> **Provided material**:
---*---

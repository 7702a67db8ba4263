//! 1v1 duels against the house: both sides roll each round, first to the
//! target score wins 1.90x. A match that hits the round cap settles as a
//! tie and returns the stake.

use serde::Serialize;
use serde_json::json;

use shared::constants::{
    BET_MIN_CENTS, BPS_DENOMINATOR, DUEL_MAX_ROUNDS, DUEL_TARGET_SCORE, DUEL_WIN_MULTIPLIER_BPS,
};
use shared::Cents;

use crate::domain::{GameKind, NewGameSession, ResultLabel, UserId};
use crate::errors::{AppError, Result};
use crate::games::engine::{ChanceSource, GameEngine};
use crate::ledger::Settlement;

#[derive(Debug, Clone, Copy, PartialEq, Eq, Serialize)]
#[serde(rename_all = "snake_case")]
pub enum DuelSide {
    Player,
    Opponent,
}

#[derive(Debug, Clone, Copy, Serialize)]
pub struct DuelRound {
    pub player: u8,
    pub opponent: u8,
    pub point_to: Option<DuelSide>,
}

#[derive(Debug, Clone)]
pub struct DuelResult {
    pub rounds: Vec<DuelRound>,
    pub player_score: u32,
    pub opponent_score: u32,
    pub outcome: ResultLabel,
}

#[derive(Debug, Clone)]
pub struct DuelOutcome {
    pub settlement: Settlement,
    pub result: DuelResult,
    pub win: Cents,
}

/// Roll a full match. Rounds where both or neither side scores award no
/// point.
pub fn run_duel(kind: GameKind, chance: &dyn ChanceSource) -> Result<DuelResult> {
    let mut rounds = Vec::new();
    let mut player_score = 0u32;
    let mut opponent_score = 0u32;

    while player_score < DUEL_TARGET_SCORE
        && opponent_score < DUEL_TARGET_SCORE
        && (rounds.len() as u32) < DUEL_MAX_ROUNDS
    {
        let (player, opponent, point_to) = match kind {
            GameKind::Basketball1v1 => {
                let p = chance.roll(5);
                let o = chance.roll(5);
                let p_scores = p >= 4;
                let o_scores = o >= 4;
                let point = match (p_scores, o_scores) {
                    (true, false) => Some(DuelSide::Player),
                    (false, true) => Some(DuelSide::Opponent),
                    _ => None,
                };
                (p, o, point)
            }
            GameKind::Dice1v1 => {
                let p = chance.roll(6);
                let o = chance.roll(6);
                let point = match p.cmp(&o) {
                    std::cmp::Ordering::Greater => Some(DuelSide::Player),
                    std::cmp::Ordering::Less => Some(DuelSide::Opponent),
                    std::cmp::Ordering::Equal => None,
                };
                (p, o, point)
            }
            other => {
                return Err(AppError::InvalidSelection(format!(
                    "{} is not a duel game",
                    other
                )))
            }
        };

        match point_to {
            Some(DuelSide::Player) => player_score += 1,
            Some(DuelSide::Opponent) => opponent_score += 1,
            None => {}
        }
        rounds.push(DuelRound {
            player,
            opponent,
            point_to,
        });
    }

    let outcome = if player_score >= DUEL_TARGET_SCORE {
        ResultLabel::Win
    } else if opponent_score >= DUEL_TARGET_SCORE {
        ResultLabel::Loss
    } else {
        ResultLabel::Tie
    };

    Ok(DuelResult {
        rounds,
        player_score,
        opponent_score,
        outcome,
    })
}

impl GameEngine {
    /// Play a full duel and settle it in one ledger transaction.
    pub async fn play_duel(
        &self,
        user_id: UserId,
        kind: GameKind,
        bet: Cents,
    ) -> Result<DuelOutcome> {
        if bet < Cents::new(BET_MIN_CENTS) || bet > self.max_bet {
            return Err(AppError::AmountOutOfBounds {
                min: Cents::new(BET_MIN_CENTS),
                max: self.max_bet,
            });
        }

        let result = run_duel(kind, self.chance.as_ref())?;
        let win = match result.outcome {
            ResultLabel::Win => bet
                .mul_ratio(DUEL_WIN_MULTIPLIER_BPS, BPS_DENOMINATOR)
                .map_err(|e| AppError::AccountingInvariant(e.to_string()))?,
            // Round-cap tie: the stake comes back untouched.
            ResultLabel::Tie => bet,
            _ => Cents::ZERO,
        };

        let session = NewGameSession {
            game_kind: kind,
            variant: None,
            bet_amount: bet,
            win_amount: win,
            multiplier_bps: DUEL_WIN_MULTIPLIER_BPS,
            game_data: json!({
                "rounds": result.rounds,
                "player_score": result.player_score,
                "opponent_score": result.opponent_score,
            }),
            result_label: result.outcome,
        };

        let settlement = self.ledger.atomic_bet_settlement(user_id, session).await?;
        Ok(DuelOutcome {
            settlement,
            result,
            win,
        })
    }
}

---*---

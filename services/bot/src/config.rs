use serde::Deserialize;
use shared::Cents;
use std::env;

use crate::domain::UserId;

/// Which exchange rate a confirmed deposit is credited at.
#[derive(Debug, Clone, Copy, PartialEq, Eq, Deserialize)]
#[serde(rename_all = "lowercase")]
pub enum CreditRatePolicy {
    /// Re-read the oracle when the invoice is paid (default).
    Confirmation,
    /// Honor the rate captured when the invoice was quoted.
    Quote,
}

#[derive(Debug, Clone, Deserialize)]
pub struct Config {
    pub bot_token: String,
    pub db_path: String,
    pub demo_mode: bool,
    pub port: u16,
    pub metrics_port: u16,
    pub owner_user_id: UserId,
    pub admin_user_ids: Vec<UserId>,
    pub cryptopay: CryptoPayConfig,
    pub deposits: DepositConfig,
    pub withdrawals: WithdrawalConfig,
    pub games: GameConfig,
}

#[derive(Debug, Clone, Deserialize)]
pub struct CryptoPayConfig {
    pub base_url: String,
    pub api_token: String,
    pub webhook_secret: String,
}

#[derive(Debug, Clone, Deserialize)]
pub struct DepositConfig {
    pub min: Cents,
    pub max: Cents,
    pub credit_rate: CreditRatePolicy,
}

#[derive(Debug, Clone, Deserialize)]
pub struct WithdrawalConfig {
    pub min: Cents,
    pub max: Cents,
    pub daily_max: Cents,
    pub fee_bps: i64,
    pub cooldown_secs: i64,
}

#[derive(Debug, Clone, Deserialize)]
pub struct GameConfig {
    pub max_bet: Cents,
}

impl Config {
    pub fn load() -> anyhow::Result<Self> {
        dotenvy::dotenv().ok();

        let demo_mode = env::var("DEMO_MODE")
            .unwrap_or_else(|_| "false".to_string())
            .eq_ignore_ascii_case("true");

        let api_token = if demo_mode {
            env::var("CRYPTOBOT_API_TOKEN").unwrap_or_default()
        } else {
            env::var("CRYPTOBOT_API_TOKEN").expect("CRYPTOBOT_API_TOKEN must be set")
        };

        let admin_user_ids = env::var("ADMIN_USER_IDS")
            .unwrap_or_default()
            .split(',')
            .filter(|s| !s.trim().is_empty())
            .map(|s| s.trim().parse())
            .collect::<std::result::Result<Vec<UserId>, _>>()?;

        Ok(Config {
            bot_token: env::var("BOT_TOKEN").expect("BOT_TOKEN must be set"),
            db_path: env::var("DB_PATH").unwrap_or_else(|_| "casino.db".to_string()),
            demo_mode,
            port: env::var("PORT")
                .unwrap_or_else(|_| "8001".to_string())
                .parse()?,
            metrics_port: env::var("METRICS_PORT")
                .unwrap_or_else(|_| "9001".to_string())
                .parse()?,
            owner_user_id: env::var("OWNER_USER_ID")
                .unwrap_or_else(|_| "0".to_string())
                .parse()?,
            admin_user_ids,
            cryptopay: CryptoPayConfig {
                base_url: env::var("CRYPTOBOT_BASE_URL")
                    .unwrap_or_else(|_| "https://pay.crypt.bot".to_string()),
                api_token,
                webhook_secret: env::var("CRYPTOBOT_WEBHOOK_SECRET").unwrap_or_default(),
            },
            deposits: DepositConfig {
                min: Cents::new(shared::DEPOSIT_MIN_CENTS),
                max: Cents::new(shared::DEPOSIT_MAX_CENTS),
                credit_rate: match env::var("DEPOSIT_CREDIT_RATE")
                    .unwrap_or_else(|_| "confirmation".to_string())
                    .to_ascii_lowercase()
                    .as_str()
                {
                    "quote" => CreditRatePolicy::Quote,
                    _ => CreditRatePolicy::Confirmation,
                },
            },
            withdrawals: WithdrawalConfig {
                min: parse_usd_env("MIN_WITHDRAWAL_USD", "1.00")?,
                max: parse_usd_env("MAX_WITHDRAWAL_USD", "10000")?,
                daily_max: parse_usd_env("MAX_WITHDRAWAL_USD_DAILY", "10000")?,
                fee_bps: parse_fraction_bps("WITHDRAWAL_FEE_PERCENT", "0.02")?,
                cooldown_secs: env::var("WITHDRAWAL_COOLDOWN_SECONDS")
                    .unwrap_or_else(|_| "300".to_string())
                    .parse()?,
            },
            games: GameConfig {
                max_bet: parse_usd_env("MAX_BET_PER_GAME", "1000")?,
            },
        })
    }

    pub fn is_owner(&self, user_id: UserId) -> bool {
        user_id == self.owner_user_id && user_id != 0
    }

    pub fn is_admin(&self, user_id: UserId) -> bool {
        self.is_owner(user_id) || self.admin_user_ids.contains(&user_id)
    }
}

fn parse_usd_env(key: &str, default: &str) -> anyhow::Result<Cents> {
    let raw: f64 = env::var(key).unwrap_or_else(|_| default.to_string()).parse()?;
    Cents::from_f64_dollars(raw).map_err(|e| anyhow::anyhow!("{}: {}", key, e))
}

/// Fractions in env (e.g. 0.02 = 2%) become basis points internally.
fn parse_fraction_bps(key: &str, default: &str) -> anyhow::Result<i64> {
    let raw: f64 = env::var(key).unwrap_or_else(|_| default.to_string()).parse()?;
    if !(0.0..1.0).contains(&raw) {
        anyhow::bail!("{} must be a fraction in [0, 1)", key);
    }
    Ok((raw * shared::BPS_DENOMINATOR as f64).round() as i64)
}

---*---

> **Exercise brief**: All lines from the listing above that include "domain" should be shown.

> **Written answer**:
use crate::domain::{GameKind, NewGameSession, ResultLabel, UserId};
use crate::domain::UserId;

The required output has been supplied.